Your task: Output, please, exactly those lines of the listing that come before the line with "for (index, block)", along with that line itself.

START Records provided

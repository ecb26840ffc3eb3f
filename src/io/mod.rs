use std::io;

use log::debug;
use raw::{raw_read_block, raw_write_block};

use crate::consts::{BlockPointer, BLOCK_COUNT, BLOCK_SIZE, IMAGE_SIZE};
use crate::driver::DeviceDriver;

mod raw;

/// The backing image, held in memory as one buffer and written back to the
/// device block by block on `flush`.
pub struct IO<A: DeviceDriver> {
    device: A,
    image: Vec<u8>,
    dirty: Vec<bool>,
}

impl<A: DeviceDriver> IO<A> {
    pub fn new(device: A) -> io::Result<IO<A>> {
        let sector_size = device.get_sector_size();
        if sector_size == 0 || sector_size > BLOCK_SIZE || BLOCK_SIZE % sector_size != 0 {
            return Err(io::Error::new(
                io::ErrorKind::InvalidInput,
                format!("sector size {} does not divide block size {}", sector_size, BLOCK_SIZE),
            ));
        }
        if device.get_size() != IMAGE_SIZE {
            return Err(io::Error::new(
                io::ErrorKind::InvalidInput,
                format!("device holds {} bytes, expected {}", device.get_size(), IMAGE_SIZE),
            ));
        }

        let mut image = vec![0u8; IMAGE_SIZE as usize];
        for (index, block) in image.chunks_mut(BLOCK_SIZE).enumerate() {
            raw_read_block(&device, block, index as BlockPointer)?;
        }

        Ok(IO { device, image, dirty: vec![false; BLOCK_COUNT] })
    }

    pub fn block(&self, index: BlockPointer) -> &[u8] {
        let offset = Self::block_offset(index);
        &self.image[offset..offset + BLOCK_SIZE]
    }

    pub fn block_mut(&mut self, index: BlockPointer) -> &mut [u8] {
        let offset = Self::block_offset(index);
        self.dirty[index as usize] = true;
        &mut self.image[offset..offset + BLOCK_SIZE]
    }

    pub fn zero_block(&mut self, index: BlockPointer) {
        self.block_mut(index).fill(0);
    }

    pub fn is_dirty(&self) -> bool {
        self.dirty.iter().any(|dirty| *dirty)
    }

    pub fn flush(&mut self) -> io::Result<()> {
        let mut written = 0;
        for index in 0..BLOCK_COUNT {
            if !self.dirty[index] {
                continue;
            }
            let offset = index * BLOCK_SIZE;
            raw_write_block(&mut self.device, &self.image[offset..offset + BLOCK_SIZE], index as BlockPointer)?;
            self.dirty[index] = false;
            written += 1;
        }
        self.device.sync()?;
        debug!("flushed {} dirty blocks", written);
        Ok(())
    }

    /// Flushes and hands the device back.
    pub fn close(mut self) -> io::Result<A> {
        self.flush()?;
        Ok(self.device)
    }

    #[inline]
    fn block_offset(index: BlockPointer) -> usize {
        if index >= BLOCK_COUNT as BlockPointer {
            panic!("Block index out of range - {} of {}", index, BLOCK_COUNT);
        }
        index as usize * BLOCK_SIZE
    }
}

END Records provided

Exercise solution:
repository ecb26840ffc3eb3f
filename src/io/mod.rs
use std::io;

use log::debug;
use raw::{raw_read_block, raw_write_block};

use crate::consts::{BlockPointer, BLOCK_COUNT, BLOCK_SIZE, IMAGE_SIZE};
use crate::driver::DeviceDriver;

mod raw;

/// The backing image, held in memory as one buffer and written back to the
/// device block by block on `flush`.
pub struct IO<A: DeviceDriver> {
    device: A,
    image: Vec<u8>,
    dirty: Vec<bool>,
}

impl<A: DeviceDriver> IO<A> {
    pub fn new(device: A) -> io::Result<IO<A>> {
        let sector_size = device.get_sector_size();
        if sector_size == 0 || sector_size > BLOCK_SIZE || BLOCK_SIZE % sector_size != 0 {
            return Err(io::Error::new(
                io::ErrorKind::InvalidInput,
                format!("sector size {} does not divide block size {}", sector_size, BLOCK_SIZE),
            ));
        }
        if device.get_size() != IMAGE_SIZE {
            return Err(io::Error::new(
                io::ErrorKind::InvalidInput,
                format!("device holds {} bytes, expected {}", device.get_size(), IMAGE_SIZE),
            ));
        }

        let mut image = vec![0u8; IMAGE_SIZE as usize];
        for (index, block) in image.chunks_mut(BLOCK_SIZE).enumerate() {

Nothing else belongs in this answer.